Fourth Realization: This is also something I kinda knew, but as with all these things experiencing it really made a difference. Contrary to some fears of those who have not yet been to Thailand to train: It doesn’t matter how good you are to be taken seriously. No honestly. Yes, a lot of things do matter, and yes, this applies to what I might call “true teachers” of Muay Thai, but you can be the worst example of an athlete – look at me, vastly overweight, in his 50s, almost no training experience – and you can still be pretty interesting to a “true teacher”. The reason for this is found in Sylvie’s 2 part article on Beetle Fighting. In the Muay Thai world there is just an elemental – I’m tempted to call it pure – love of the battle, of the clash. In beetle fights it doesn’t matter how good or bad your beetle is, or how likely he is to not be good, the whole game is to find someone who might be a good match…and to have a battle. At any level. There are champion beetles that may be worth thousands of dollars (I’m assuming), and there are beetles you just find on trees. All of them battle, or can battle. If you find one that doesn’t really like the fight, won’t engage, no problem, he probably isn’t made for the clash. I think, after watching Muay Thai for these 5 years, this is a fundamental grounding ethic of Muay Thai.

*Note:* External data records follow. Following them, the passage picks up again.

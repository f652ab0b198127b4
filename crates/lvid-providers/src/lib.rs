//! Provider adapters for the LessonVid pipeline.
//!
//! Each external service (content generation, speech synthesis, avatar
//! rendering, compositing, web search) is wrapped behind a narrow trait.
//! Adapters classify failures as retryable or fatal but never retry
//! themselves; the pipeline's retry policy owns that decision.

pub mod avatar;
pub mod compositor;
pub mod content;
pub mod error;
pub mod research;
pub mod speech;
pub mod types;

// Re-export common types
pub use avatar::{AvatarProviderConfig, AvatarRenderer, HttpAvatarRenderer, AVATAR_PROVIDER};
pub use compositor::{CompositorConfig, HttpVideoCompositor, VideoCompositor, RENDER_PROVIDER};
pub use content::{
    ContentConfig, ContentGenerator, HttpContentGenerator, CONTENT_PROVIDER,
};
pub use error::{ProviderError, ProviderErrorKind, ProviderResult};
pub use research::{
    HttpWebSearch, ResearchGatherer, SearchConfig, SearchResult, WebSearch, SEARCH_PROVIDER,
};
pub use speech::{HttpSpeechSynthesizer, SpeechConfig, SpeechSynthesizer, SPEECH_PROVIDER};
pub use types::{
    AvatarJobPayload, AvatarRequest, ContentRequest, JobHandle, JobState, RenderJobPayload,
    RenderRequest, SpeechRequest,
};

There is another part to this though. True Teachers are a bit like Real Mechanics. Real Mechanics are fascinated by any kind of mechanism. How to make it work better? You see this with car guys. Guys have the car up on blocks trying to make it better. It can be a rare model, or it can be a Pinto, its the same ethic. What can I turn this Pinto into? Teachers like Pi Nu are exactly like this. All their students are like projects. They are thinking: Hmmm, what can I turn this into? Yes, the main business and pre-occupation is building Thai boys into stadium fighters and even champions, but deeper, below all of that, there’s a deeper morality. Everyone can be improved. What can I make this fighter into? Humble beginnings don’t really matter much at all. In fact, in some ways it’s more interesting. Pi Nu took Angie, a trans Thai woman with zero Muay Thai experience in her 30s and through matching effort and focus helped turn her into the first trans-woman to fight at Lumpinee. Not because that was any kind of aim of his, I’m very sure that when he picked those pads the first time it was the farthest thing from his mind, but it was because he looked at her and said: What can I improve? I say all this because I can see in his eyes that he’s thinking the same thing when he’s holding pads for me (and really probably anyone who wants to learn). I have no intention of fighting, but already he’s thinking of possible opponents for me, starting to joke about them. When my teep sent him flying he thought: Hmmm, we can do something with that. When he felt how I kind of love knees and elbows together he thinks: Hmmm, we can do something with that. For these kinds of pure teachers everyone is like a stock car whose engine he wants to work on, and that he’d like to maybe race. Not on some amazing, famous track, but on the neighborhood drag strip against another car around it’s same capacities. See what this can become. Of course not every kru is like this, and some gyms have real bottom lines or business aims, but I’ve seen this in several krus in different camps and it’s a beautiful thing.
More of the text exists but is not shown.